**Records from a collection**

--*--

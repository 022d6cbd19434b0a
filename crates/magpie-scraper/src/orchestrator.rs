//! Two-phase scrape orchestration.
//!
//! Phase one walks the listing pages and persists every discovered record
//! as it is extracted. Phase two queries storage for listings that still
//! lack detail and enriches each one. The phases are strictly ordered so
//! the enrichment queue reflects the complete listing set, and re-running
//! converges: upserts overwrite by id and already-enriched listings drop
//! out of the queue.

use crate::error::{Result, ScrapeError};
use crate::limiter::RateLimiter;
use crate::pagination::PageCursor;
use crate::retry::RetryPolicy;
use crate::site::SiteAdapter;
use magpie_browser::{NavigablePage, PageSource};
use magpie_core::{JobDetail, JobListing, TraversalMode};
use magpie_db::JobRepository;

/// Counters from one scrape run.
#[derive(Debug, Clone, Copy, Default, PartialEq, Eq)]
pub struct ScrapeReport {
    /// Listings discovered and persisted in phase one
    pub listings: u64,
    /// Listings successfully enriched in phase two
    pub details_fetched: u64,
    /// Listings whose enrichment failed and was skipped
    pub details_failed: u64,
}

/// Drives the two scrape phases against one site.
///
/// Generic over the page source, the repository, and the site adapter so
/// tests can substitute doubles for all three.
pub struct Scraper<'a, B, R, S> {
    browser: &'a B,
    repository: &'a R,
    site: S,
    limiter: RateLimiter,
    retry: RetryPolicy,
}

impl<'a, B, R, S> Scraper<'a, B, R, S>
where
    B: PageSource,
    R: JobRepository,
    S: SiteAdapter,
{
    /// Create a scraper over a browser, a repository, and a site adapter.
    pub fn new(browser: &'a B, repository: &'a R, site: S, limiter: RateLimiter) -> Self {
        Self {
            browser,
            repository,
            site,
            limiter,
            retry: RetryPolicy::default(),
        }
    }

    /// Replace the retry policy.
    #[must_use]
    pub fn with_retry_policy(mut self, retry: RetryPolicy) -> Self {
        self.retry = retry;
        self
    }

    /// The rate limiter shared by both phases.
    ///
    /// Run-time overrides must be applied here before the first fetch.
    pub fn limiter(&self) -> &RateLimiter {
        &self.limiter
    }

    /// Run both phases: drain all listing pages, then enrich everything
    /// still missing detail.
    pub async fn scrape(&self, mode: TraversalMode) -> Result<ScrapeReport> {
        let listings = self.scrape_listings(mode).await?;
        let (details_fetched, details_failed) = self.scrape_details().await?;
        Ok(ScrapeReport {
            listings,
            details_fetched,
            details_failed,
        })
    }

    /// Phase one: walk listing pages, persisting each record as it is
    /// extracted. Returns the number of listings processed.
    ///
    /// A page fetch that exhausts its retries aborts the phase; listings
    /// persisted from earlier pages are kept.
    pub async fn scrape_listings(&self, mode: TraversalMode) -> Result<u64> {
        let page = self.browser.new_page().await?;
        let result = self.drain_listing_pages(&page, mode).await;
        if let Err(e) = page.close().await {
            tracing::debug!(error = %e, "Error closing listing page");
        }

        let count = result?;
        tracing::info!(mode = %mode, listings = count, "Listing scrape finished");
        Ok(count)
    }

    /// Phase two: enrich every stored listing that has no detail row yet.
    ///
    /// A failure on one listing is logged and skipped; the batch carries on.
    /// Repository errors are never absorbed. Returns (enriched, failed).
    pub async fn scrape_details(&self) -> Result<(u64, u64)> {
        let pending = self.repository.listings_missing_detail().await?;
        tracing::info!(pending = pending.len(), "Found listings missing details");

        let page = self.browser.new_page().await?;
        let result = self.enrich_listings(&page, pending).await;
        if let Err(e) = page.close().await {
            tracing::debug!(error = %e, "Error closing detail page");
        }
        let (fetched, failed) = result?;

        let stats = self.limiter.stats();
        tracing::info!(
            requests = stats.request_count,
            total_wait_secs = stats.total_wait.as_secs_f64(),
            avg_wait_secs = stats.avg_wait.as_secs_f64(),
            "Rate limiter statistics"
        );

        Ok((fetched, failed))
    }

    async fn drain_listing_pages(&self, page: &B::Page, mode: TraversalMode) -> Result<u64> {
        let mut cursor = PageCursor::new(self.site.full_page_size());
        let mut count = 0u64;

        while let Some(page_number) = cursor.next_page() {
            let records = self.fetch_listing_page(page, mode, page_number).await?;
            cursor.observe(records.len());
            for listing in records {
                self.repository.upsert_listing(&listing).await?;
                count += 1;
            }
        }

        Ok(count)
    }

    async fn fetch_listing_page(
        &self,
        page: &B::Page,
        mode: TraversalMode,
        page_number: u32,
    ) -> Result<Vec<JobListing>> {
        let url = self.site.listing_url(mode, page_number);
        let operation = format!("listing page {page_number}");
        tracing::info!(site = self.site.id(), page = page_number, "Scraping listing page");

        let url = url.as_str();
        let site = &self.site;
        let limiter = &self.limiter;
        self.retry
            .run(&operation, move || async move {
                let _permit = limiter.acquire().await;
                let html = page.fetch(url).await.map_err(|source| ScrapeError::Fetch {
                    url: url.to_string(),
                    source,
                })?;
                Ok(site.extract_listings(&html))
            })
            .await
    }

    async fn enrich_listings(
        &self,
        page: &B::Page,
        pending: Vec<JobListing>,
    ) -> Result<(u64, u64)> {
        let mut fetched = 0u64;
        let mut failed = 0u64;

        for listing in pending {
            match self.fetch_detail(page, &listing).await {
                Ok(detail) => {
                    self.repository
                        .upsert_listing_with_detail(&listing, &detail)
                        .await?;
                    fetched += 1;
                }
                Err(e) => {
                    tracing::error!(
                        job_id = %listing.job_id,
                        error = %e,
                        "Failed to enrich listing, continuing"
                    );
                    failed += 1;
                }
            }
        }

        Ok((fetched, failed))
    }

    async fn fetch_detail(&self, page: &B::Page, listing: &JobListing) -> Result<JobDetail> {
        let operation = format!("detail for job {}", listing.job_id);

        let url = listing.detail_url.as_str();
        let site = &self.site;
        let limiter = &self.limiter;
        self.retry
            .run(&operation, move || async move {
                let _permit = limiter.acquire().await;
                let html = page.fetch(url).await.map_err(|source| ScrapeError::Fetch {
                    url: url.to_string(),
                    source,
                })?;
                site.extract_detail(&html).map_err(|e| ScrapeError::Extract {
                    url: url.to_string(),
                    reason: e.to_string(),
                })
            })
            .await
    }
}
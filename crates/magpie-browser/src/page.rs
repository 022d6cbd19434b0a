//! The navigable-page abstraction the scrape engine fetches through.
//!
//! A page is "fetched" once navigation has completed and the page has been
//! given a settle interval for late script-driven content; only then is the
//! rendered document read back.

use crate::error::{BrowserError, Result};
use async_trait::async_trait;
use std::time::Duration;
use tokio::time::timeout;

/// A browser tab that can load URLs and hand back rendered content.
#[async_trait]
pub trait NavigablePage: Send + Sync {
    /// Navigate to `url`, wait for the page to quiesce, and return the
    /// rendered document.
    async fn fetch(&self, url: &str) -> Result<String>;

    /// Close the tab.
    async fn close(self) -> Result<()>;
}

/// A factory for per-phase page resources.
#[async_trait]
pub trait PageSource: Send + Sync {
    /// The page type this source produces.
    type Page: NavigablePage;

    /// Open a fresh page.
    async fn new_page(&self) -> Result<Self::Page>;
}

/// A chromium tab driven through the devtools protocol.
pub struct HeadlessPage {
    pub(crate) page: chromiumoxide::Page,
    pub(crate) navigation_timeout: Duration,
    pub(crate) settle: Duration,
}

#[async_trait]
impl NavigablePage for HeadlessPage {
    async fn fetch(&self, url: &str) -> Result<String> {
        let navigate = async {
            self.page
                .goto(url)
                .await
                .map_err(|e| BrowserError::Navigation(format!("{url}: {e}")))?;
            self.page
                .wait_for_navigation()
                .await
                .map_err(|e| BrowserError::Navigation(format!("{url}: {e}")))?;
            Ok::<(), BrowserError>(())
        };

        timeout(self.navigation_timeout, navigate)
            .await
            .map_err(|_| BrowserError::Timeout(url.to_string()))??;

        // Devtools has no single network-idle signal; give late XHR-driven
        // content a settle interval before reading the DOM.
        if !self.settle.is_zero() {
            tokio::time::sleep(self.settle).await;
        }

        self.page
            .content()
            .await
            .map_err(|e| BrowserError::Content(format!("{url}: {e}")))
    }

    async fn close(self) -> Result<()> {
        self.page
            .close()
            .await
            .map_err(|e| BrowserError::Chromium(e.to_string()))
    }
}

--*--

**EXERCISE REQUIREMENTS**
Check each line above for the string "enriched", then copy the ones that have it.

**RESPONSE TO THIS TASK**
//! converges: upserts overwrite by id and already-enriched listings drop
    /// Listings successfully enriched in phase two
    /// Repository errors are never absorbed. Returns (enriched, failed).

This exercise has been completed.